I have an array of times as such:
array_of_times = ['2020-03-20 16:05:30', '2020-03-20 16:20:30', '2020-03-20 16:27:30', '2020-03-20 16:30:30', '2020-03-20 16:40:30', '2020-03-20 16:55:30', '2020-03-20 17:00:30', '2020-03-20 17:04:30', '2020-03-20 17:05:30', '2020-03-20 17:15:30', '2020-03-20 17:30:30', '2020-03-20 17:35:30', '2020-03-20 17:42:30', '2020-03-20 17:45:30', '2020-03-20 17:55:30', '2020-03-20 18:00:30', '2020-03-20 18:15:30', '2020-03-20 18:25:30', '2020-03-20 18:30:30', '2020-03-20 18:45:30', '2020-03-20 18:55:30', '2020-03-20 19:00:30', '2020-03-20 19:15:30', '2020-03-20 19:25:30', '2020-03-20 19:30:30', '2020-03-20 19:45:30', '2020-03-20 19:55:30', '2020-03-20 20:00:30', '2020-03-20 20:15:30', '2020-03-20 20:25:30', '2020-03-20 20:30:30', '2020-03-20 20:45:30', '2020-03-20 21:00:30', '2020-03-20 21:15:30', '2020-03-20 21:45:30', '2020-03-20 22:15:30']
And I was wondering if there was a way in python to check if the current time is in the array, and if it is, complete a task.
However, I want to do this in a way where my server is not over working just waiting for the time to equal a time in the array.
I have tried simple solutions such as:
now = str(datetime.now().strftime("%Y-%m-%d %H:%M:%S"))
while True:
if now in array_of_times:
print("Time is in")
However it never evaluated as true for the if statement even if the correct time passed.
I have also tried using:
for z in array_of_times:
schedule.every().day.at(z).do(execute_task)
#given z was in the correct format
However, still no luck.
Any support is appreciated. Thanks
One solution is to fix the assignment of 'now'. In order to check if your time is in the array, you should update 'now' in the loop.
while True:
now = str(datetime.now().strftime("%Y-%m-%d %H:%M:%S"))
if now in array_of_times:
print("Time is in")
It takes a relatively long time to find whether the current time is in your array, so it is not a good idea to do something like this with a list of times:
if now in array_of_times
This is because it will search through every value in the array, one at a time.

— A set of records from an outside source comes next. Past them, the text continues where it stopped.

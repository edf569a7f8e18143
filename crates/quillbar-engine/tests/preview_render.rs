//! Snapshot tests for the read-only preview, rendered through a compact
//! textual dump so structure and styling are reviewable at a glance.

use quillbar_engine::{InlineSpan, PreviewBlock, render_preview, snippet};

fn dump_spans(spans: &[InlineSpan]) -> String {
    spans
        .iter()
        .map(|s| match s {
            InlineSpan::Text(t) => t.clone(),
            InlineSpan::Bold(t) => format!("<b>{t}</b>"),
            InlineSpan::Italic(t) => format!("<i>{t}</i>"),
            InlineSpan::Code(t) => format!("<code>{t}</code>"),
        })
        .collect()
}

fn dump(content: &str) -> String {
    render_preview(content)
        .iter()
        .map(|block| match block {
            PreviewBlock::Spacer => "~".to_string(),
            PreviewBlock::Heading { spans } => format!("# {}", dump_spans(spans)),
            PreviewBlock::Bullets { items } => items
                .iter()
                .map(|item| format!("* {}", dump_spans(item)))
                .collect::<Vec<_>>()
                .join("\n"),
            PreviewBlock::Paragraph { spans } => dump_spans(spans),
        })
        .collect::<Vec<_>>()
        .join("\n")
}

#[test]
fn preview_full_note() {
    insta::assert_snapshot!(
        dump("## Title\n\n- a **x**\n- b\n\npara *i* and `cmd`"),
        @r"
    # Title
    ~
    * a <b>x</b>
    * b
    ~
    para <i>i</i> and <code>cmd</code>
    "
    );
}

#[test]
fn preview_degrades_malformed_markup_to_text() {
    insta::assert_snapshot!(
        dump("#### deep\n`open **half\n\n****"),
        @r"
    #### deep `open <i></i>half
    ~
    <b></b>
    "
    );
}

#[test]
fn snippet_matches_preview_first_line() {
    assert_eq!(snippet("## Title\n\nbody"), "Title");
}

Therefore, a better solution is to have a set of times, as hashing will speed up the time to find whether the time is in the array. Therefore define your array as such:
set_of_times = set(['2020-03-20 16:05:30', '2020-03-20 16:20:30', '2020-03-20 16:27:30', '2020-03-20 16:30:30', '2020-03-20 16:40:30', '2020-03-20 16:55:30', '2020-03-20 17:00:30', '2020-03-20 17:04:30', '2020-03-20 17:05:30', '2020-03-20 17:15:30', '2020-03-20 17:30:30', '2020-03-20 17:35:30', '2020-03-20 17:42:30', '2020-03-20 17:45:30', '2020-03-20 17:55:30', '2020-03-20 18:00:30', '2020-03-20 18:15:30', '2020-03-20 18:25:30', '2020-03-20 18:30:30', '2020-03-20 18:45:30', '2020-03-20 18:55:30', '2020-03-20 19:00:30', '2020-03-20 19:15:30', '2020-03-20 19:25:30', '2020-03-20 19:30:30', '2020-03-20 19:45:30', '2020-03-20 19:55:30', '2020-03-20 20:00:30', '2020-03-20 20:15:30', '2020-03-20 20:25:30', '2020-03-20 20:30:30', '2020-03-20 20:45:30', '2020-03-20 21:00:30', '2020-03-20 21:15:30', '2020-03-20 21:45:30', '2020-03-20 22:15:30'])
A third alternative solution is, if you would like to minimize the amount of work that the server is doing, to first sort the list of times, look at how long it will take to reach the next time, and use time.sleep to wait. Python's time.sleep doesn't busy wait, so you will free up your CPU.
from datetime import datetime
import time
array_of_times = ['2020-03-19 22:34:00']
array_of_times.sort()
while True:
if not array_of_times:
print("No more times in array.")
break
next_time_string = array_of_times[0]
next_time = datetime.strptime(next_time_string, "%Y-%m-%d %H:%M:%S") # get the datetime from the date
del array_of_times[0] # remove the first date
time.sleep((next_time - datetime.now()).total_seconds())
# do action
print("I reached time:", next_time_string)
The output of this code is:
$ python test2.py
I reached time: 2020-03-19 22:34:00
No more times in array.